What you have to do:
Which lines of the entries below contain the string "ErrorKind"? Copy each one.

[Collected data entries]

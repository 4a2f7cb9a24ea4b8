use axum::{
    Json,
    http::{HeaderMap, HeaderValue, StatusCode},
    response::{IntoResponse, Response},
};
use thiserror::Error;
use tracing::{debug, error};

use crate::constants::GUESSR_STATUS_HEADER;
use crate::scoring::{ErrorKind, ScoringError};

#[derive(Debug, Error)]
pub enum GatewayError {
    /// Malformed query string or body. The message is returned verbatim.
    #[error("{0}")]
    InvalidRequest(String),

    #[error(transparent)]
    Scoring(#[from] ScoringError),
}

#[derive(serde::Serialize)]
pub struct ErrorResponse {
    pub message: String,
}

impl GatewayError {
    pub fn kind(&self) -> ErrorKind {
        match self {
            GatewayError::InvalidRequest(_) => ErrorKind::Validation,
            GatewayError::Scoring(e) => e.kind(),
        }
    }

    pub fn status_code(&self) -> StatusCode {
        match self.kind() {
            ErrorKind::Validation => StatusCode::BAD_REQUEST,
            ErrorKind::NotFound => StatusCode::NOT_FOUND,
            ErrorKind::Provider
            | ErrorKind::Timeout
            | ErrorKind::DegenerateVector
            | ErrorKind::InvalidInput => StatusCode::INTERNAL_SERVER_ERROR,
        }
    }
}

impl IntoResponse for GatewayError {
    fn into_response(self) -> Response {
        let status = self.status_code();
        let kind = self.kind();

        if status.is_server_error() {
            error!(kind = %kind, error = %self, "Request failed");
        } else {
            debug!(kind = %kind, error = %self, "Request rejected");
        }

        let mut headers = HeaderMap::new();
        headers.insert(GUESSR_STATUS_HEADER, HeaderValue::from_static(kind.as_str()));

        let body = Json(ErrorResponse {
            message: self.to_string(),
        });

        (status, headers, body).into_response()
    }
}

Answer below:
use crate::scoring::{ErrorKind, ScoringError};
    pub fn kind(&self) -> ErrorKind {
            GatewayError::InvalidRequest(_) => ErrorKind::Validation,
            ErrorKind::Validation => StatusCode::BAD_REQUEST,
            ErrorKind::NotFound => StatusCode::NOT_FOUND,
            ErrorKind::Provider
            | ErrorKind::Timeout
            | ErrorKind::DegenerateVector
            | ErrorKind::InvalidInput => StatusCode::INTERNAL_SERVER_ERROR,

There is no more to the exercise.